Work to complete
Scan the entries that follow for the word "domain", then report every line in which it appears.

-- Opening Marker --

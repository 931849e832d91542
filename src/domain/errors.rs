use std::io;
use std::path::PathBuf;
use thiserror::Error;

#[derive(Debug, Error)]
pub enum ConfigError {
    #[error("read config {}: {source}", path.display())]
    Read {
        path: PathBuf,
        #[source]
        source: io::Error,
    },

    #[error("parse yaml: {0}")]
    Parse(#[from] serde_yaml::Error),

    #[error("{0}")]
    Invalid(String),

    #[error("unknown profile {0:?}")]
    UnknownProfile(String),

    #[error("unknown slice {0:?}")]
    UnknownSlice(String),

    #[error("invalid modifier {0:?}")]
    InvalidModifier(String),

    #[error("invalid slice name {0:?}")]
    InvalidSliceName(String),

    #[error("no enabled slices")]
    NoEnabledSlices,

    #[error("root {}: {reason}", path.display())]
    Root { path: PathBuf, reason: String },
}

#[derive(Debug, Error)]
pub enum ClassifyError {
    #[error("resolve root {}: {source}", root.display())]
    Root {
        root: PathBuf,
        #[source]
        source: io::Error,
    },

    #[error("walk {}: {source}", root.display())]
    Walk {
        root: PathBuf,
        #[source]
        source: walkdir::Error,
    },
}

#[derive(Debug, Error)]
pub enum TruncateError {
    #[error("{0}")]
    Unreadable(#[from] io::Error),

    #[error("invalid utf-8")]
    InvalidEncoding,
}

#[derive(Debug, Error)]
pub enum RenderError {
    #[error("format bundle: {0}")]
    Format(#[from] std::fmt::Error),

    #[error("{0}")]
    Other(String),
}

/// Raised when a [`CancelFlag`](crate::domain::models::CancelFlag) is observed between files or steps.
#[derive(Debug, Error)]
#[error("cancelled")]
pub struct Cancelled;

#[derive(Debug, Error)]
pub enum BudgetError {
    #[error("render: {0}")]
    Render(#[from] RenderError),

    #[error(transparent)]
    Cancelled(#[from] Cancelled),
}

-- Closing Marker --

Answer to the exercise
filename src/domain/errors.rs
/// Raised when a [`CancelFlag`](crate::domain::models::CancelFlag) is observed between files or steps.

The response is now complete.